The Lost Salesman comes to Delhi
Films are a great way to tell a story and director Deepak Mahajan has tried to do just that with his latest venture. After being played at the Khajuraho International Film Festival 2015 (INDIA), Euro International Film Festival 2015 (SPAIN), PAV Reel Film Festival 2015 (IRELAND) and various other international platforms, The Lost Salesman of Delhi has finally arrived in its hometown i.e. Delhi. The film has been officially selected for the 4th Delhi International film festival and is ready to touch the hearts of people with a real story based and shot entirely in Delhi.
We meet the busy director to tell us more.
Your film is based on real-life incidents. Did you face any of those personally?
Yes, a major part of this movie is based on real life incidents. It is actually based on the suffering of a close relative who worked in Chandni Chowk as a salesman. He told me how he could not afford a home in Delhi and was constantly harassed by his landlord, boss and wife.
And shockingly, he actually ended up being a male prostitute to be able to afford a roof on his head. He remained so depressed and cynical every time I met him. The story of Raja (name changed) was fascinating and disturbing enough to compel me to make a film on it. Alternatively I started working on telling his story in such a way that minimum alteration was required and the screenplay would not be too heavy for the viewers.

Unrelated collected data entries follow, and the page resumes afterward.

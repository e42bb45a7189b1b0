//! Record shaping
//!
//! Turns query result rows into log entries. Two shapes exist:
//!
//! - **Event rows**: one JSON object per record, timestamp taken from the
//!   effective `timestamp_attr`
//! - **Log file rows**: CSV rows of a downloaded EventLogFile, timestamp
//!   taken from the `TIMESTAMP` column
//!
//! Rows whose id the dedup cache already holds are dropped. New ids are
//! only staged in [`PendingIds`]; the runner records them once the query
//! has committed, so a failed query leaves the cache untouched.

use crate::error::RecordError;
use chrono::{DateTime, NaiveDateTime, Utc};
use serde::Serialize;
use serde_json::{Map, Value};
use sfdc_query::EffectiveQuery;
use sfdc_state::DedupCache;
use sha2::{Digest, Sha256};
use std::collections::{HashMap, HashSet};

/// One result row
pub type Row = Map<String, Value>;

/// Event type to the CSV columns forwarded for it
pub type EventTypeFields = HashMap<String, Vec<String>>;

/// Entries per batch handed downstream
pub const MAX_BATCH_SIZE: usize = 1000;

/// Event type when a row carries none
pub const DEFAULT_EVENT_TYPE: &str = "SFEvent";

/// Dedup scope for fully processed Hourly log files
pub const LOG_FILE_SCOPE: &str = "logfiles";

const EVENT_TYPE_FIELD: &str = "EVENT_TYPE";
const CSV_TIMESTAMP_FIELD: &str = "TIMESTAMP";
const CSV_TIMESTAMP_FORMAT: &str = "%Y%m%d%H%M%S%.f";
const EVENT_TIMESTAMP_FORMAT: &str = "%Y-%m-%dT%H:%M:%S%.f%z";
const REQUEST_ID_FIELD: &str = "REQUEST_ID";

/// Shaped log entry
#[derive(Debug, Clone, PartialEq, Serialize)]
pub struct LogEntry {
    /// Human-readable summary
    pub message: String,
    /// Epoch milliseconds, present only when the timestamp is not renamed
    #[serde(skip_serializing_if = "Option::is_none")]
    pub timestamp: Option<i64>,
    /// Row fields
    pub attributes: Row,
}

/// Group of entries sent downstream together
#[derive(Debug, Clone, PartialEq, Serialize)]
pub struct LogBatch {
    /// Entries, at most [`MAX_BATCH_SIZE`]
    pub log_entries: Vec<LogEntry>,
}

impl LogBatch {
    /// Split entries into batches of at most [`MAX_BATCH_SIZE`]
    #[must_use]
    pub fn chunk(entries: Vec<LogEntry>) -> Vec<Self> {
        let mut batches = Vec::with_capacity(entries.len().div_ceil(MAX_BATCH_SIZE));
        let mut iter = entries.into_iter().peekable();
        while iter.peek().is_some() {
            batches.push(Self {
                log_entries: iter.by_ref().take(MAX_BATCH_SIZE).collect(),
            });
        }
        batches
    }

    /// Number of entries
    #[inline]
    #[must_use]
    pub fn len(&self) -> usize {
        self.log_entries.len()
    }

    /// Whether the batch holds no entries
    #[inline]
    #[must_use]
    pub fn is_empty(&self) -> bool {
        self.log_entries.is_empty()
    }
}

/// EventLogFile record pointing at a downloadable CSV
#[derive(Debug, Clone, PartialEq, Eq)]
pub struct LogFileRecord {
    /// Record id
    pub id: String,
    /// Event type of the file's rows
    pub event_type: String,
    /// `Hourly` or `Daily`, when reported
    pub interval: Option<String>,
    /// Relative download path
    pub log_file: String,
}

impl LogFileRecord {
    /// Extract log file metadata from a query row
    ///
    /// # Errors
    /// `RecordError::MissingField` if `Id` or `LogFile` is absent
    pub fn from_row(row: &Row) -> Result<Self, RecordError> {
        let field = |name: &str| row.get(name).filter(|v| !v.is_null()).map(value_text);
        Ok(Self {
            id: field("Id").ok_or_else(|| RecordError::missing("Id"))?,
            event_type: field("EventType").unwrap_or_else(|| DEFAULT_EVENT_TYPE.to_string()),
            interval: field("Interval"),
            log_file: field("LogFile").ok_or_else(|| RecordError::missing("LogFile"))?,
        })
    }

    /// Whether the file covers a single hour
    #[inline]
    #[must_use]
    pub fn is_hourly(&self) -> bool {
        self.interval.as_deref() == Some("Hourly")
    }
}

/// Whether rows are EventLogFile records rather than plain events
#[must_use]
pub fn is_log_file_response(rows: &[Row]) -> bool {
    rows.first().map_or(true, |row| row.contains_key("LogFile"))
}

/// Ids seen while shaping one query, recorded only after it commits
#[derive(Debug, Default)]
pub struct PendingIds {
    ids: Vec<(String, String)>,
    seen: HashSet<(String, String)>,
}

impl PendingIds {
    /// Create empty set
    #[must_use]
    pub fn new() -> Self {
        Self::default()
    }

    /// Stage `id` under `scope`, returning whether it was already staged
    pub fn stage(&mut self, scope: &str, id: &str) -> bool {
        let key = (scope.to_string(), id.to_string());
        if self.seen.contains(&key) {
            return true;
        }
        self.seen.insert(key.clone());
        self.ids.push(key);
        false
    }

    /// Whether `id` is staged under `scope`
    #[must_use]
    pub fn contains(&self, scope: &str, id: &str) -> bool {
        self.seen.contains(&(scope.to_string(), id.to_string()))
    }

    /// Number of staged ids
    #[inline]
    #[must_use]
    pub fn len(&self) -> usize {
        self.ids.len()
    }

    /// Whether nothing is staged
    #[inline]
    #[must_use]
    pub fn is_empty(&self) -> bool {
        self.ids.is_empty()
    }

    /// Record every staged id, in staging order
    pub fn record_into(self, cache: &dyn DedupCache) {
        for (scope, id) in &self.ids {
            cache.record(scope, id);
        }
    }
}

/// Shapes rows of one query into log entries
pub struct RecordShaper<'a> {
    effective: &'a EffectiveQuery,
    now: DateTime<Utc>,
    cache: Option<&'a dyn DedupCache>,
    event_type_fields: Option<&'a EventTypeFields>,
}

impl<'a> RecordShaper<'a> {
    /// Create shaper for a query's effective settings
    ///
    /// # Arguments
    /// * `effective` - Overrides in force for the query
    /// * `now` - Run time, used for rows without a timestamp
    #[must_use]
    pub fn new(effective: &'a EffectiveQuery, now: DateTime<Utc>) -> Self {
        Self {
            effective,
            now,
            cache: None,
            event_type_fields: None,
        }
    }

    /// Drop rows already recorded in `cache`
    #[must_use]
    pub fn with_cache(mut self, cache: Option<&'a dyn DedupCache>) -> Self {
        self.cache = cache;
        self
    }

    /// Forward only the listed CSV columns per event type
    #[must_use]
    pub fn with_event_type_fields(mut self, fields: Option<&'a EventTypeFields>) -> Self {
        self.event_type_fields = fields;
        self
    }

    /// Shape one event row
    ///
    /// Returns `Ok(None)` when the row's id under `scope` is already in the
    /// cache or in `pending`. Otherwise the id is staged in `pending`.
    ///
    /// # Errors
    /// `RecordError::MissingIdField` if a compound id field is absent,
    /// `RecordError::InvalidTimestamp` if the timestamp does not parse
    pub fn shape_event(
        &self,
        scope: &str,
        mut row: Row,
        pending: &mut PendingIds,
    ) -> Result<Option<LogEntry>, RecordError> {
        let id = match row.get("Id") {
            Some(id) => Some(value_text(id)),
            None => {
                let compound = self.compound_id(&row)?;
                if let Some(id) = &compound {
                    row.insert("Id".to_string(), Value::String(id.clone()));
                }
                compound
            }
        };

        let field = self.effective.timestamp_attr.as_str();
        let (timestamp, stamp_text) = match row.get(field).filter(|v| !v.is_null()) {
            Some(value) => {
                let text = value.as_str().ok_or_else(|| invalid_timestamp(field, &value_text(value)))?;
                (parse_event_timestamp(field, text)?, Some(text.to_string()))
            }
            None => (self.now.timestamp_millis(), None),
        };

        let mut event_type = self
            .effective
            .event_type
            .clone()
            .unwrap_or_else(|| DEFAULT_EVENT_TYPE.to_string());
        if let Some(Value::Object(attributes)) = row.remove("attributes") {
            if let Some(Value::String(kind)) = attributes.get("type") {
                event_type = self.effective.event_type.clone().unwrap_or_else(|| kind.clone());
                row.insert(EVENT_TYPE_FIELD.to_string(), Value::String(event_type.clone()));
            }
        }

        if let Some(id) = &id {
            if self.is_duplicate(scope, id, pending) {
                tracing::debug!(scope, id = %id, "record already seen, skipping");
                return Ok(None);
            }
        }

        let message = match stamp_text {
            Some(text) => format!("{event_type} {text}"),
            None => event_type,
        };
        Ok(Some(self.finish(message, timestamp, row)))
    }

    /// Shape the CSV rows of one log file
    ///
    /// Rows already recorded under the file's id are dropped; the ids of the
    /// remaining rows are staged in `pending`.
    ///
    /// # Errors
    /// `RecordError::MissingField` if a projected column is absent,
    /// `RecordError::InvalidTimestamp` if `TIMESTAMP` does not parse
    pub fn shape_log_file(
        &self,
        file: &LogFileRecord,
        rows: Vec<Row>,
        pending: &mut PendingIds,
    ) -> Result<Vec<LogEntry>, RecordError> {
        let event_type = self
            .effective
            .event_type
            .clone()
            .unwrap_or_else(|| file.event_type.clone());
        let projection = self
            .event_type_fields
            .and_then(|fields| fields.get(&event_type));

        let fresh: Vec<Row> = rows
            .into_iter()
            .filter(|row| !self.is_duplicate(&file.id, &csv_row_id(row), pending))
            .collect();

        let mut entries = Vec::with_capacity(fresh.len());
        for (index, row) in fresh.into_iter().enumerate() {
            let timestamp = match row.get(CSV_TIMESTAMP_FIELD).and_then(Value::as_str) {
                Some(text) if !text.is_empty() => parse_csv_timestamp(text)?,
                _ => self.now.timestamp() * 1000,
            };

            let mut attributes = match projection {
                Some(columns) => columns
                    .iter()
                    .map(|c| {
                        row.get(c)
                            .map(|v| (c.clone(), v.clone()))
                            .ok_or_else(|| RecordError::missing(c.as_str()))
                    })
                    .collect::<Result<Row, _>>()?,
                None => row,
            };

            attributes.insert("LogFileId".to_string(), Value::String(file.id.clone()));
            attributes.remove(CSV_TIMESTAMP_FIELD);
            let actual = attributes
                .remove(EVENT_TYPE_FIELD)
                .map_or_else(|| DEFAULT_EVENT_TYPE.to_string(), |v| value_text(&v));
            let row_type = self.effective.event_type.clone().unwrap_or(actual);
            attributes.insert(EVENT_TYPE_FIELD.to_string(), Value::String(row_type));

            let message = format!("LogFile {} row {index}", file.id);
            entries.push(self.finish(message, timestamp, attributes));
        }
        Ok(entries)
    }

    fn is_duplicate(&self, scope: &str, id: &str, pending: &mut PendingIds) -> bool {
        match self.cache {
            Some(cache) => cache.contains(scope, id) || pending.stage(scope, id),
            None => false,
        }
    }

    fn finish(&self, message: String, timestamp: i64, mut attributes: Row) -> LogEntry {
        attributes.insert(
            self.effective.timestamp_field().to_string(),
            Value::from(timestamp),
        );
        LogEntry {
            message,
            timestamp: (!self.effective.is_timestamp_renamed()).then_some(timestamp),
            attributes,
        }
    }

    fn compound_id(&self, row: &Row) -> Result<Option<String>, RecordError> {
        let mut joined = String::new();
        for field in &self.effective.id_fields {
            let value = row.get(field).ok_or_else(|| RecordError::MissingIdField {
                field: field.clone(),
            })?;
            joined.push_str(&value_text(value));
        }
        if joined.is_empty() {
            return Ok(None);
        }
        Ok(Some(hex::encode(Sha256::digest(joined.as_bytes()))))
    }
}

fn value_text(value: &Value) -> String {
    match value {
        Value::String(s) => s.clone(),
        Value::Null => String::new(),
        other => other.to_string(),
    }
}

fn csv_row_id(row: &Row) -> String {
    match row.get(REQUEST_ID_FIELD).and_then(Value::as_str) {
        Some(id) if !id.is_empty() => id.to_string(),
        _ => {
            // serde_json maps iterate in key order
            let mut hasher = Sha256::new();
            for (key, value) in row {
                hasher.update(key.as_bytes());
                hasher.update([0]);
                hasher.update(value_text(value).as_bytes());
                hasher.update([0]);
            }
            hex::encode(hasher.finalize())
        }
    }
}

fn invalid_timestamp(field: &str, value: &str) -> RecordError {
    RecordError::InvalidTimestamp {
        field: field.to_string(),
        value: value.to_string(),
    }
}

fn parse_event_timestamp(field: &str, text: &str) -> Result<i64, RecordError> {
    DateTime::parse_from_str(text, EVENT_TIMESTAMP_FORMAT)
        .or_else(|_| DateTime::parse_from_rfc3339(text))
        .map(|t| t.timestamp_millis())
        .map_err(|_| invalid_timestamp(field, text))
}

fn parse_csv_timestamp(text: &str) -> Result<i64, RecordError> {
    NaiveDateTime::parse_from_str(text, CSV_TIMESTAMP_FORMAT)
        .map(|t| t.and_utc().timestamp() * 1000)
        .map_err(|_| invalid_timestamp(CSV_TIMESTAMP_FIELD, text))
}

What is your main objective behind making The Lost Salesman of Delhi?
I travelled daily to work from Delhi to Gurgaon and it was impossible to buy a house in Delhi & NCR. I gradually noticed that it was a great concern in everyone’s life, be it a CEO or a manager. I wanted to highlight the very need of having a roof on one’s head and how depressing the process was in Delhi and Mumbai too. Having a home is the biggest need in anyone’s life and those who don’t have a decent shelter have to face a lot of social abuse at many stages in their lives. I also wanted to expose the actual experience faced by male prostitutes or Gigolos. There is a social perception about male prostitutes having fun on the job and earning money too, but here Raja had never shared a single occasion where he enjoyed his profession. I felt a strong need to share what I had researched and that is how The Lost Salesman of Delhi happened.
It is a film about Delhi made by a Delhi-ite. Were there any specific characteristics that you made sure were part of the film?
Delhi is my hometown and I have a pretty decent network here so for me it was the most suitable place to shoot my movie. I was very confident about a smooth production. I am proud to say that all actors and locations are entirely sourced from Delhi and NCR. I made sure that the characters should be kept as simple as possible with a natural language tone, which is used by any local. Delhi as a city has great potential and now filmmakers have realized this fact. I had been told that shooting in Delhi can be a mess but I got so much support from people and would say that it was a very humble experience to shoot this movie entirely in Delhi & NCR.
How would you describe the film? Is it funny, dramatic, real or thrilling?
Well, a mix of all but it’s a real life drama at the core, which makes it funny. I have consciously kept it as real as possible so that the audience can actually relate it to the trauma in their own lives. I am a big fan of Khosla ka Ghosla and my movie also has the same flavor where you might laugh on the protagonist occasionally as he juggles with guilt, suffering and his wife, thus ending up as a male prostitute. On occasions you may get goosebumps too when you see the cynical part of frustrated clients who hurt his self-esteem all the time and make sure that Raja keeps suffering.
Tell us about the casting process that you adopted for the film.
Casting was a well thought process. I auditioned over 600 people. However, the lead actor of the film, i.e. Ashiesh Kumar J was a close friend and trained actor who has been doing theatre since many years. He was trained in a shop at Chandni Chowk to learn the basics of a sari salesman. After him, we got Mr. Manoj Bakshi who has been seen in many mainstream movies like Bajrangi Bhaijaan (2015), Jab Tak Hai Jaan (2012), Oye Lucky! Lucky Oye! (2008) and Delhi Belly (2011).
What is the response that you’ve been receiving at the various festivals that the film has traveled to?
I got a very exciting response and the audience came across and shared their experiences with me. The issue of homelessness is major in Asian countries and I guess that is what attracts the other part of the world to see the social insecurity and abuse faced by people in lower income groups. The participation in festivals helped us with overseas distribution and hopefully you will see a theatrical release next year. And now I am super excited that this film has made it back to its hometown at the Delhi International Film Festival. I am also writing my next script and meeting exciting people on the way.